“Not now.”
That was the reply to photographer David Maisel’s 2004 request to document Dugway Proving Ground. Rather than interpret the response as a dodge or definitive “no,” Maisel was was heartened, and began a decade of carefully-phrased communication with contacts in and outside of the Department of Defense, intensive vetting and, finally, permission to photograph a military installation so closely guarded that all but a few both in and outside the state of Utah know what goes on there.
Proving Ground, Maisel’s latest installment in a career-long photographic examination of the landscape, up through Feb 24th, 2018 at Haines Gallery in San Francisco reaffirms that the answers we seek through access are often incomplete.
Exhibition review by Roula Seikaly
Located 85 miles southwest of Salt Lake City in the Great Salt Lake Desert, Dugway Proving Ground (DPG) was commissioned in 1942 and confirmed as a permanent military installation in 1954. Over the course of seven decades, it has been the nation’s primary site for chemical and biological weapons testing. For some Utah residents, it is a point of patriotic pride, a demonstration of all that is normal, red-blooded and American against the foil of oddity that Church of Latter Day Saints practices and beliefs suggest. For others, it is dreaded and represents the worst of contemporary non-nuclear warfare preparation. Somewhere between those extreme ideological points, an uneasy balance has been struck.

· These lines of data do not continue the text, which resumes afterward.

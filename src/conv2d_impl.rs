use ndarray::{Array2, Array4, ArrayView4};

/// Geometry of a 2D sliding window over an NCHW input.
#[derive(Debug, Clone, Copy, PartialEq, Eq)]
pub struct Window {
    pub kernel: (usize, usize),
    pub stride: (usize, usize),
    pub padding: (usize, usize),
}

impl Window {
    pub fn output_size(&self, height: usize, width: usize) -> Option<(usize, usize)> {
        let padded_h = height + 2 * self.padding.0;
        let padded_w = width + 2 * self.padding.1;
        if padded_h < self.kernel.0 || padded_w < self.kernel.1 {
            return None;
        }
        Some((
            (padded_h - self.kernel.0) / self.stride.0 + 1,
            (padded_w - self.kernel.1) / self.stride.1 + 1,
        ))
    }
}

/// Transform a 4D NCHW input into a 2D matrix for GEMM convolution.
///
/// Rows are indexed by `(batch, out_row, out_col)`, columns by
/// `(channel, kernel_row, kernel_col)`, which matches a weight tensor of shape
/// `(out_channels, in_channels, kh, kw)` flattened to `(out_channels, in_channels * kh * kw)`.
/// Positions falling into the zero padding stay zero.
pub fn im2col(input: ArrayView4<'_, f32>, window: &Window, out_h: usize, out_w: usize) -> Array2<f32> {
    let (batch, channels, height, width) = input.dim();
    let (kernel_h, kernel_w) = window.kernel;
    let col_h = batch * out_h * out_w;
    let col_w = channels * kernel_h * kernel_w;

    let mut col_matrix = Array2::zeros((col_h, col_w));

    for b in 0..batch {
        for oh in 0..out_h {
            for ow in 0..out_w {
                let row_idx = b * (out_h * out_w) + oh * out_w + ow;

                for c in 0..channels {
                    let col_base = c * kernel_h * kernel_w;
                    for kh in 0..kernel_h {
                        let ih = (oh * window.stride.0 + kh).wrapping_sub(window.padding.0);
                        if ih >= height {
                            continue;
                        }
                        for kw in 0..kernel_w {
                            let iw = (ow * window.stride.1 + kw).wrapping_sub(window.padding.1);
                            if iw < width {
                                col_matrix[[row_idx, col_base + kh * kernel_w + kw]] =
                                    input[[b, c, ih, iw]];
                            }
                        }
                    }
                }
            }
        }
    }

    col_matrix
}

/// Fold a `(batch * out_h * out_w, out_channels)` GEMM result back into NCHW.
pub fn col2nchw(product: &Array2<f32>, batch: usize, out_h: usize, out_w: usize) -> Array4<f32> {
    let out_channels = product.ncols();
    Array4::from_shape_fn((batch, out_channels, out_h, out_w), |(b, f, oh, ow)| {
        product[[b * (out_h * out_w) + oh * out_w + ow, f]]
    })
}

Access and denial are inextricably woven themes that inform Proving Ground. Presented in the gallery’s anterior space and media room, the installation reveals the locations in and around the site to which Maisel was permitted. The spartan presentation provides, at best, a tantalizing sample that stirs a desire to know more and mirrors Maisel’s own circumscribed experience at the base. On one wall, the six-image sequence Air Force Target Grid Building (2014) highlights an unremarkable structure conspicuously situated on the scrubby desert floor presented from different angles. Expertly composed and aesthetically pleasing as individual and grouped images, the sequence reveals little more than the building’s existence in the stark desert landscape. An open door, visible in five of the six images suggests permission, or liberties that neither the photographer nor we as viewers are allowed.

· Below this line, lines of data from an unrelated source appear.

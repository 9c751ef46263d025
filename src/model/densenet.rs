use rand::{rngs::StdRng, SeedableRng};
use tracing::{debug, info};

use crate::{
    activations::Activation,
    layers::{AvgPool2d, BatchNorm2d, Conv2d, Flatten, Layer, LayerMut, Linear},
    params::{HeadPool, Params},
    Error, Result, Tensor,
};

use super::{
    blocks::{Bottleneck, SingleLayer, Transition},
    init::init_weights,
    sequential::Sequential,
    topology::{ChannelPlan, INPUT_CHANNELS},
};

/// DenseNet for single-channel images producing multi-label logits.
///
/// stem conv, three dense blocks with a transition after the first two,
/// then batch norm, ReLU, pooling and a linear classifier. The output is raw
/// logits; [`crate::loss::loss_fn`] applies the sigmoid implicitly.
#[derive(Debug)]
pub struct DenseNet {
    plan: ChannelPlan,
    num_classes: usize,
    conv1: Conv2d,
    dense1: Sequential,
    trans1: Transition,
    dense2: Sequential,
    trans2: Transition,
    dense3: Sequential,
    bn1: BatchNorm2d,
    pool: AvgPool2d,
    flatten: Flatten,
    fc: Linear,
}

impl DenseNet {
    pub fn new(params: &Params, num_classes: usize) -> Result<Self> {
        let mut rng = match params.seed {
            Some(seed) => StdRng::seed_from_u64(seed),
            None => StdRng::from_entropy(),
        };
        let mut net = Self::uninitialized(params, num_classes)?;
        init_weights(&mut net, &mut rng);

        info!(
            depth = params.depth,
            growth_rate = params.growth_rate,
            bottleneck = params.bottleneck,
            num_classes,
            parameters = net.num_parameters(),
            "built DenseNet"
        );
        Ok(net)
    }

    /// Builds the topology with zeroed convolution and linear weights.
    pub fn uninitialized(params: &Params, num_classes: usize) -> Result<Self> {
        if num_classes == 0 {
            return Err(Error::InvalidConfig("num_classes must be positive".to_string()));
        }

        let plan = ChannelPlan::new(params)?;
        debug!(
            layers_per_block = plan.layers_per_block,
            progression = ?plan.progression(),
            "channel plan"
        );

        let pool = match params.head_pool {
            HeadPool::Window(k) => AvgPool2d::new("pool", (k, k), None),
            HeadPool::Global => AvgPool2d::global("pool"),
        };

        Ok(Self {
            conv1: Conv2d::new("conv1", INPUT_CHANNELS, plan.stem_channels, 3, 1),
            dense1: make_dense(&plan, 0),
            trans1: Transition::new(
                "trans1",
                plan.transitions[0].in_channels,
                plan.transitions[0].out_channels,
            ),
            dense2: make_dense(&plan, 1),
            trans2: Transition::new(
                "trans2",
                plan.transitions[1].in_channels,
                plan.transitions[1].out_channels,
            ),
            dense3: make_dense(&plan, 2),
            bn1: BatchNorm2d::new("bn1", plan.head_channels),
            pool,
            flatten: Flatten::new("flatten"),
            fc: Linear::new("fc", plan.head_channels, num_classes),
            plan,
            num_classes,
        })
    }

    pub fn plan(&self) -> &ChannelPlan {
        &self.plan
    }

    pub fn num_classes(&self) -> usize {
        self.num_classes
    }

    fn check_input(&self, input: &Tensor) -> Result<()> {
        let (_, channels, _, _) = input.dims4()?;
        if channels != INPUT_CHANNELS {
            return Err(Error::ShapeMismatch {
                expected: vec![INPUT_CHANNELS],
                actual: vec![channels],
            });
        }
        Ok(())
    }

    pub fn summary(&self, input_shape: &[usize]) -> String {
        let mut s = String::new();
        s.push_str(&format!(
            "DenseNet{} (k={}, {} layers/block, {} classes)\n",
            if self.plan.bottleneck { "-BC" } else { "" },
            self.plan.growth_rate,
            self.plan.layers_per_block,
            self.num_classes
        ));
        s.push_str("_________________________________________________________________\n");
        s.push_str("Stage                        Output Shape              Params\n");
        s.push_str("=================================================================\n");

        // stages after a failing one have no known shape
        let mut current_shape = Some(input_shape.to_vec());
        for stage in self.stages() {
            let column = match current_shape.as_deref().map(|shape| stage.output_shape(shape)) {
                Some(Ok(shape)) => {
                    let column = format!("{:?}", shape);
                    current_shape = Some(shape);
                    column
                }
                Some(Err(e)) => {
                    current_shape = None;
                    format!("error: {}", e)
                }
                None => "?".to_string(),
            };
            s.push_str(&format!(
                "{:28} {:25} {}\n",
                stage.name(),
                column,
                stage.num_parameters()
            ));
        }

        s.push_str("=================================================================\n");
        s.push_str(&format!("Total params: {}\n", self.num_parameters()));

        s
    }

    fn stages(&self) -> [&dyn Layer; 10] {
        [
            &self.conv1,
            &self.dense1,
            &self.trans1,
            &self.dense2,
            &self.trans2,
            &self.dense3,
            &self.bn1,
            &self.pool,
            &self.flatten,
            &self.fc,
        ]
    }
}

fn make_dense(plan: &ChannelPlan, block: usize) -> Sequential {
    let mut layers = Sequential::new(format!("dense{}", block + 1));
    for (i, in_channels) in plan.layer_inputs(block).enumerate() {
        let name = format!("dense{}.{}", block + 1, i);
        if plan.bottleneck {
            layers.add(Box::new(Bottleneck::new(name, in_channels, plan.growth_rate)));
        } else {
            layers.add(Box::new(SingleLayer::new(name, in_channels, plan.growth_rate)));
        }
    }
    layers
}

impl Layer for DenseNet {
    /// `(N, 1, H, W)` images to `(N, num_classes)` logits.
    fn forward(&self, input: &Tensor) -> Result<Tensor> {
        self.check_input(input)?;

        let out = self.conv1.forward(input)?;
        let out = self.trans1.forward(&self.dense1.forward(&out)?)?;
        let out = self.trans2.forward(&self.dense2.forward(&out)?)?;
        let out = self.dense3.forward(&out)?;

        let mut out = self.bn1.forward(&out)?;
        Activation::ReLU.apply(&mut out);
        let out = self.flatten.forward(&self.pool.forward(&out)?)?;
        self.fc.forward(&out)
    }

    fn forward_train(&mut self, input: &Tensor) -> Result<Tensor> {
        self.check_input(input)?;

        let out = self.conv1.forward(input)?;
        let out = self.dense1.forward_train(&out)?;
        let out = self.trans1.forward_train(&out)?;
        let out = self.dense2.forward_train(&out)?;
        let out = self.trans2.forward_train(&out)?;
        let out = self.dense3.forward_train(&out)?;

        let mut out = self.bn1.forward_train(&out)?;
        Activation::ReLU.apply(&mut out);
        let out = self.flatten.forward(&self.pool.forward(&out)?)?;
        self.fc.forward(&out)
    }

    fn name(&self) -> &str {
        "densenet"
    }

    fn output_shape(&self, input_shape: &[usize]) -> Result<Vec<usize>> {
        if input_shape.len() != 4 || input_shape[1] != INPUT_CHANNELS {
            return Err(Error::ShapeMismatch {
                expected: vec![INPUT_CHANNELS],
                actual: input_shape.to_vec(),
            });
        }

        let mut shape = input_shape.to_vec();
        for stage in self.stages() {
            shape = stage.output_shape(&shape)?;
        }
        Ok(shape)
    }

    fn visit_mut(&mut self, f: &mut dyn FnMut(LayerMut<'_>)) {
        self.conv1.visit_mut(f);
        self.dense1.visit_mut(f);
        self.trans1.visit_mut(f);
        self.dense2.visit_mut(f);
        self.trans2.visit_mut(f);
        self.dense3.visit_mut(f);
        self.bn1.visit_mut(f);
        self.fc.visit_mut(f);
    }

    fn num_parameters(&self) -> usize {
        self.stages().iter().map(|s| s.num_parameters()).sum()
    }
}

Though contemporary - and uncomfortably prescient given the recent social media spat between the United States and North Korea regarding nuclear supremacy - Maisel’s work bears direct links to nineteenth-century landscape projects produced by photographers including Timothy O’Sullivan and William Henry Jackson as westward expansion progressed. Maisel references that history by pairing West Vertical Grid_02 (2014) a single albumen print beside South Ballistics Grid_04, Dugway Proving Ground, Utah (2014), a massive, nine-part grid of images he captured from above, shot on film and printed digitally. This arresting juxtaposition holds up both antique and contemporary photographic technologies as possible means of deciphering the once-pristine scorched landscape, but comprehension is incomplete. The effort to understand the consequences of expansion, development and military-industrial infiltration is thwarted.
The absence that pervades Proving Ground is intensified in the image "Referee Module Interior" (header image for this article). The people who work at DPG, those whose efforts form the bulwark between the best and worst outcomes one can envision in such a setting are nowhere to be seen, but are represented by the elegantly limp safety gloves. The unused safety wear, paired with marked-up colored masking tape affixed to metal components, remind us that it is human agency and not mechanistic or procedural redundancy that keeps wholescale disaster at bay… for now.
Proving Ground is the latest chapter in Black Maps, Maisel’s long-form visual meditation on radically-modified environments worldwide. Rather than offering commentary or passing judgment on what he photographs, the artist leaves interpretation and the choice to act to those who see and absorb the information he provides. While all of the sites he has photographed rightly merit conversations about land use, resource conservation, and stewardship, Proving Ground activates something closer to fear. The natural, all-too-human drive to assuage fear is to seek knowledge. But when that knowledge is denied, even if it’s for the good of the nation and we who inhabit it, that fear settles into a deeper place. The answer to our questions, as “not now” was to Maisel’s initial query, may ultimately be “not now… but when?”